Taking place in present-day Chicago, Utopia follows a group of comic book nerds — Ian (Dan Byrd), Becky (Ashleigh LaThrop), Samantha (Jessica Rothe), Grant (Javon Walton) and Wilson Wilson (Desmin Borges) — who share a passion for an underground graphic novel called Dystopia. The novel chronicles the life of Jessica Hyde, a young girl whose genius scientist father was taken hostage by the villainous Mr. Rabbit and forced to create devastating viruses as synthetic bioweapons. The group, who mostly spend their time online in private forums searching for hidden clues buried in Dystopia's pages, attempt to make links to real-life disaster events by meticulously divining prophecy and conspiracy from the novel's evocative images.

When word of a rumoured sequel named Utopia reaches the group, they make their way to a fringe comic book convention to meet in person and obtain the elusive manuscript. It's here that they run afoul of Arby (Christopher Denham) and Rod (Dustin Ingram), two deadly henchmen working for a shadowy organization called Harvest, who are also searching for Utopia along with the real-world Jessica Hyde (Sasha Lane) and will go to any lengths to obtain them. We're also introduced to big pharma CEO Dr. Kevin Christie (John Cusack), his corporate lackey son Thomas (Cory Michael Smith), and frustrated virologist Michael Stearns (Rainn Wilson), three characters who will soon be drawn into the group's dark web of conspiracy, deceit, and death — with Utopia resting firmly at its centre.

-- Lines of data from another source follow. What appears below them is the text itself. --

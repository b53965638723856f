//! Gemini-backed implementation of the language model seam.

use serde::Deserialize;
use serde_json::json;

use crate::config::Config;
use crate::errors::{FinanceError, Result};

use super::LanguageModel;

const API_BASE: &str = "https://generativelanguage.googleapis.com/v1beta/models";

pub struct GeminiClient {
    client: reqwest::blocking::Client,
    model: String,
    api_key: String,
}

#[derive(Debug, Deserialize)]
struct GenerateResponse {
    #[serde(default)]
    candidates: Vec<Candidate>,
}

#[derive(Debug, Deserialize)]
struct Candidate {
    content: Content,
}

#[derive(Debug, Deserialize)]
struct Content {
    #[serde(default)]
    parts: Vec<Part>,
}

#[derive(Debug, Deserialize)]
struct Part {
    #[serde(default)]
    text: String,
}

impl GeminiClient {
    /// Builds a client from the configuration; fails when the configured API
    /// key variable is unset so the error surfaces before any network call.
    pub fn from_config(config: &Config) -> Result<Self> {
        let api_key = std::env::var(&config.assistant_api_key_env).map_err(|_| {
            FinanceError::ConfigError(format!(
                "assistant API key not set (expected in ${})",
                config.assistant_api_key_env
            ))
        })?;
        Ok(Self {
            client: reqwest::blocking::Client::new(),
            model: config.assistant_model.clone(),
            api_key,
        })
    }
}

impl LanguageModel for GeminiClient {
    fn generate(&self, system_prompt: &str, input: &str) -> Result<String> {
        let url = format!(
            "{API_BASE}/{model}:generateContent?key={key}",
            model = self.model,
            key = self.api_key
        );
        let body = json!({
            "system_instruction": { "parts": [{ "text": system_prompt }] },
            "contents": [{ "parts": [{ "text": input }] }],
            "generationConfig": { "responseMimeType": "application/json" },
        });

        tracing::debug!(model = %self.model, "Requesting assistant transcription.");
        let response = self.client.post(&url).json(&body).send()?;
        if !response.status().is_success() {
            return Err(FinanceError::AssistantError(format!(
                "model call failed with status {}",
                response.status()
            )));
        }
        let parsed: GenerateResponse = response.json()?;
        let text = parsed
            .candidates
            .into_iter()
            .next()
            .and_then(|candidate| candidate.content.parts.into_iter().next())
            .map(|part| part.text)
            .unwrap_or_default();
        if text.is_empty() {
            return Err(FinanceError::AssistantError("no data returned".into()));
        }
        Ok(text)
    }
}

Developed by creator and showrunner Dennis Kelly, the original UK incarnation of Utopia aired on Britain's Channel 4 from 2013 to 2014. Pitched as a black comedy-conspiracy thriller, the show was a critical success during its two-season run, praised for Kelly's strong creative vision, bold cinematography, bright Technicolour palette and astonishing (often violent) visuals. When the show failed to be renewed for a third season, HBO announced it had picked up the series for a new American adaptation with the Gone Girl duo of director David Fincher and author/screenwriter Gillian Flynn attached to the project. Years of development hell limbo later, Fincher eventually left due to budgetary disputes, and the project moved over to Amazon Studios in 2018, with Flynn taking over as showrunner and Kelly staying on as an executive producer.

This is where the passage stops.